**MATERIAL TO PROCESS**:
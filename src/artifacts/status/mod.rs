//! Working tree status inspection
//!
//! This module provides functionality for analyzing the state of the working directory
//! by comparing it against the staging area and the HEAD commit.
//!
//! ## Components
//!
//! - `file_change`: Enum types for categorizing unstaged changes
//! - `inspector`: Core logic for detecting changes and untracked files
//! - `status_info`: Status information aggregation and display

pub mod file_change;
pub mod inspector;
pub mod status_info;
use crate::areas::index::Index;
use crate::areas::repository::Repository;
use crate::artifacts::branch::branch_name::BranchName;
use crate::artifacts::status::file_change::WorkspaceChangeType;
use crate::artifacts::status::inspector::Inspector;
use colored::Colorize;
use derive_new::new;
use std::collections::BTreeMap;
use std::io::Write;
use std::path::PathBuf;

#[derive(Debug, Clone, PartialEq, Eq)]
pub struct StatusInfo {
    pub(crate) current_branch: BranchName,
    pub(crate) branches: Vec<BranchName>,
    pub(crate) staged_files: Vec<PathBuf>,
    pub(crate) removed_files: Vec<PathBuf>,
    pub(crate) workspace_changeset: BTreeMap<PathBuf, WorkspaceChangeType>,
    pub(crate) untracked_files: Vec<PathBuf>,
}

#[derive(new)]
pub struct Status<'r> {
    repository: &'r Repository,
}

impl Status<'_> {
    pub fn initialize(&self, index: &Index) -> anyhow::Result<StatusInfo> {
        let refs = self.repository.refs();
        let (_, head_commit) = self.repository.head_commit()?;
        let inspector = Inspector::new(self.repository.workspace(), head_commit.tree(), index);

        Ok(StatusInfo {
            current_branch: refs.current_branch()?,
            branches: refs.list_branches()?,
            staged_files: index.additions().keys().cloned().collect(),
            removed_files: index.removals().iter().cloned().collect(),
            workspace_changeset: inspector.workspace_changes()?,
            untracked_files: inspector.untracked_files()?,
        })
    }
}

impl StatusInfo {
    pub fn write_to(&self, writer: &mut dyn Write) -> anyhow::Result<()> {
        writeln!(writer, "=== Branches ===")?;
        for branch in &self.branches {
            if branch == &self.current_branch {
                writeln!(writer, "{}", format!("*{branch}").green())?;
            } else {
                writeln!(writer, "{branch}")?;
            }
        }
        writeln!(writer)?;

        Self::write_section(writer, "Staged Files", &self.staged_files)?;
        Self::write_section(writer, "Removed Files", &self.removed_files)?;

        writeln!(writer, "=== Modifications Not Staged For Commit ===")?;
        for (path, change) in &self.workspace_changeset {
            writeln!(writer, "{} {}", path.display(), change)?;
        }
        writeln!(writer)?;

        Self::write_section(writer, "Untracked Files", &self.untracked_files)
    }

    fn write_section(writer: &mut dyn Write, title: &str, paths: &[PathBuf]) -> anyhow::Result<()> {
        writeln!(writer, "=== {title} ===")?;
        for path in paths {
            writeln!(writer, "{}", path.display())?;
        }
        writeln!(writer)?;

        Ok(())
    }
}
...
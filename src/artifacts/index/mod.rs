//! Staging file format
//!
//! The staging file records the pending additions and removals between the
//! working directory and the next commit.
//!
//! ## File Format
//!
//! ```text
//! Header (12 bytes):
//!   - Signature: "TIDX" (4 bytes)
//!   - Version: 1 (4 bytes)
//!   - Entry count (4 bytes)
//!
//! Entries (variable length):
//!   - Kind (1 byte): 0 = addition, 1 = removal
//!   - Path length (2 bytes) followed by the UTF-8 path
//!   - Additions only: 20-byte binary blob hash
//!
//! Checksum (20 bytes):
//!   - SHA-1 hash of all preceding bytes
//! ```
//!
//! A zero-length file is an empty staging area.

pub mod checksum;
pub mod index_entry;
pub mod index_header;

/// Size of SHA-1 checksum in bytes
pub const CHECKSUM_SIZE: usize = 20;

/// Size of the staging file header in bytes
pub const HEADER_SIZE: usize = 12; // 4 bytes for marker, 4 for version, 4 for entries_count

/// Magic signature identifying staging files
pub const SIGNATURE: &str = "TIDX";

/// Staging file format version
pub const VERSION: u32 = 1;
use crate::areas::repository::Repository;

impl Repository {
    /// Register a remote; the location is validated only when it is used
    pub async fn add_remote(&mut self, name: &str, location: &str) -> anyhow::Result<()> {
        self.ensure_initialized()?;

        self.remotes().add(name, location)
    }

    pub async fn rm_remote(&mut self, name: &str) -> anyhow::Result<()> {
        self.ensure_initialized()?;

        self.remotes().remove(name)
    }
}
==
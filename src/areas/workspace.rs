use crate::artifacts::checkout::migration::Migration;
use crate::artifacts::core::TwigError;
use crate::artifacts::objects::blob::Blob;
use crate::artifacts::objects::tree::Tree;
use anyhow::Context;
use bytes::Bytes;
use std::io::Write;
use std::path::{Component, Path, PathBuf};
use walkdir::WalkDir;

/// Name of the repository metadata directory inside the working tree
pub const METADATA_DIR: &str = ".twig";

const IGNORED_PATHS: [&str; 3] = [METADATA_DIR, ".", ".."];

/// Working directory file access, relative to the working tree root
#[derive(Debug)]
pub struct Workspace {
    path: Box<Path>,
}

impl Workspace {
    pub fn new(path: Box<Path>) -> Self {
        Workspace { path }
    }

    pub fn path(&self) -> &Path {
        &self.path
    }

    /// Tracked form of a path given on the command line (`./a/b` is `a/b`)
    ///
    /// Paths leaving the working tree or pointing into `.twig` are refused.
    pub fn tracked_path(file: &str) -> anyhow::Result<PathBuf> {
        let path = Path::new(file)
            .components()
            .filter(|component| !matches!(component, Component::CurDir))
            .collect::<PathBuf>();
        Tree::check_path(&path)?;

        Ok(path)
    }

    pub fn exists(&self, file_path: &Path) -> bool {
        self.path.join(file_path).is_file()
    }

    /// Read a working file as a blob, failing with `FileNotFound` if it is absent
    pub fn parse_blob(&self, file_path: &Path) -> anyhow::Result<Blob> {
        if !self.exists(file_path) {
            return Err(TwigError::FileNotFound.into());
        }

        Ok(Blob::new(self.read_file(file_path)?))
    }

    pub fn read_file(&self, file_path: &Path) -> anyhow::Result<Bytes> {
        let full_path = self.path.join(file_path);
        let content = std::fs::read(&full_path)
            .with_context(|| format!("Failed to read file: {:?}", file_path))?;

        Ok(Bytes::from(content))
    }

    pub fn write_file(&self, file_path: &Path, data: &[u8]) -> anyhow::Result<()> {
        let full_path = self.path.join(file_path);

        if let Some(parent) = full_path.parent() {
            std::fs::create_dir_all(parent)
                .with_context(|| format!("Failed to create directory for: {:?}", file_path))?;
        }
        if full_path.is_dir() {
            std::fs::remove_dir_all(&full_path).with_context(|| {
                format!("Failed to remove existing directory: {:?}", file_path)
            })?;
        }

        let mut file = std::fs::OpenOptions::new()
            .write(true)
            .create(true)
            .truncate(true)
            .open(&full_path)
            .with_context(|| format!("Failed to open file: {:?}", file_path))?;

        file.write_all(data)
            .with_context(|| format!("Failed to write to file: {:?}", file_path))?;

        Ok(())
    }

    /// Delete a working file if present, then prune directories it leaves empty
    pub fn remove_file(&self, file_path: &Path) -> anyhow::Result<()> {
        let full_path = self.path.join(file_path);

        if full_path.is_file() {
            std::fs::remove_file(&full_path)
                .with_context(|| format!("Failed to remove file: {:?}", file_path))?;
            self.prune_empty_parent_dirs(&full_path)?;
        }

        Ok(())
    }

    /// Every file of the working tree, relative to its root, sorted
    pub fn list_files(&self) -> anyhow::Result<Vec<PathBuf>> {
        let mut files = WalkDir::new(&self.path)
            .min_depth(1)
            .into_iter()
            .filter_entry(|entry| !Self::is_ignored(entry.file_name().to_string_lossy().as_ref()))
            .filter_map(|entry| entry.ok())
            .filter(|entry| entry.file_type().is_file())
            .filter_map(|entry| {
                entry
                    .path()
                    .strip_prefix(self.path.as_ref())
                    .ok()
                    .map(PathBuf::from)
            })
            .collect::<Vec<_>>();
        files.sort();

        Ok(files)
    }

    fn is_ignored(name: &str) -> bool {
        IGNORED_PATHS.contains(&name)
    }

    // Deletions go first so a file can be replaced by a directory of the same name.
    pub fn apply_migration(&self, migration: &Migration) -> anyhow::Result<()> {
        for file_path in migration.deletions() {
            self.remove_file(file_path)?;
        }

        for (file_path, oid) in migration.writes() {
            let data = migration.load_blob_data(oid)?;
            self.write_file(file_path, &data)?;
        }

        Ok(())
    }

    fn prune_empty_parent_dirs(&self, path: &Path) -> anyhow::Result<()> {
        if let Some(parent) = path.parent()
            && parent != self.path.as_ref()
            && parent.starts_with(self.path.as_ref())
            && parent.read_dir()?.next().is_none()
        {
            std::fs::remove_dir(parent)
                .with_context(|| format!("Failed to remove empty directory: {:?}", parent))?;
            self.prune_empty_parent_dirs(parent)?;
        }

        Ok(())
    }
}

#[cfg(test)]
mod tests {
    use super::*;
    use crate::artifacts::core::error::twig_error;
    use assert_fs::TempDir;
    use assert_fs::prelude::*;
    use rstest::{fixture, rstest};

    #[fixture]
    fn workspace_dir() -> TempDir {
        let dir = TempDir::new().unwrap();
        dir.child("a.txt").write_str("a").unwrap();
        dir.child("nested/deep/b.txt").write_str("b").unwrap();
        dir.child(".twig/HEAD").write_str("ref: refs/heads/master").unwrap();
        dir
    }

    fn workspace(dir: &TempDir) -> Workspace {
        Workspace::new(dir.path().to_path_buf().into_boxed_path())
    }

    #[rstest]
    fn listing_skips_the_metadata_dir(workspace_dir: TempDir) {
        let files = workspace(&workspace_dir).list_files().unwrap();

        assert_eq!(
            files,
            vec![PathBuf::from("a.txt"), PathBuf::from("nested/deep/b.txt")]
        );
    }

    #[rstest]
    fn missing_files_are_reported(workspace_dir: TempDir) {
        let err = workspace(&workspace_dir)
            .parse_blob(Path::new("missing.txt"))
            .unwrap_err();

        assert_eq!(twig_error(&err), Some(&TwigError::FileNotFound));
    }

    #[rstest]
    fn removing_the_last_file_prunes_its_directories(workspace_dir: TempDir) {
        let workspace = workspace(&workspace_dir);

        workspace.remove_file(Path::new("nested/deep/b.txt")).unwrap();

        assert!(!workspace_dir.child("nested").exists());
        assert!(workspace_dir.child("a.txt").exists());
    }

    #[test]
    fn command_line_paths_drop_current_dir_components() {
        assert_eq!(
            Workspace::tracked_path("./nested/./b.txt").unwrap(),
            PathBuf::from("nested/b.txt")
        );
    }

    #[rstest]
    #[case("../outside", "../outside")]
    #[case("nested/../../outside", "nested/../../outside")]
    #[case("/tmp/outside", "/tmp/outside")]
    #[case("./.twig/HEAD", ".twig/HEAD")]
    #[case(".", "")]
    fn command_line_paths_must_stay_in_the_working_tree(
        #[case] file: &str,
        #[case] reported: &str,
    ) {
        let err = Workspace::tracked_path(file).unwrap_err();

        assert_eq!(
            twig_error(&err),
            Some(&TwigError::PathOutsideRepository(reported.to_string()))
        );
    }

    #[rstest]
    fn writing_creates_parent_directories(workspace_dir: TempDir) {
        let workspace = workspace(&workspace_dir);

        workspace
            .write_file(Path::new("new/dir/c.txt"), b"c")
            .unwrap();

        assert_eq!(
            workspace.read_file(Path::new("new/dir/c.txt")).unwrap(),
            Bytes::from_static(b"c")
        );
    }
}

**WHAT YOU HAVE TO DO**: Where does the string "migration" occur in the data above? Copy every line that holds it.

**TASK OUTPUT**:
use crate::artifacts::checkout::migration::Migration;
    pub fn apply_migration(&self, migration: &Migration) -> anyhow::Result<()> {
        for file_path in migration.deletions() {
        for (file_path, oid) in migration.writes() {
            let data = migration.load_blob_data(oid)?;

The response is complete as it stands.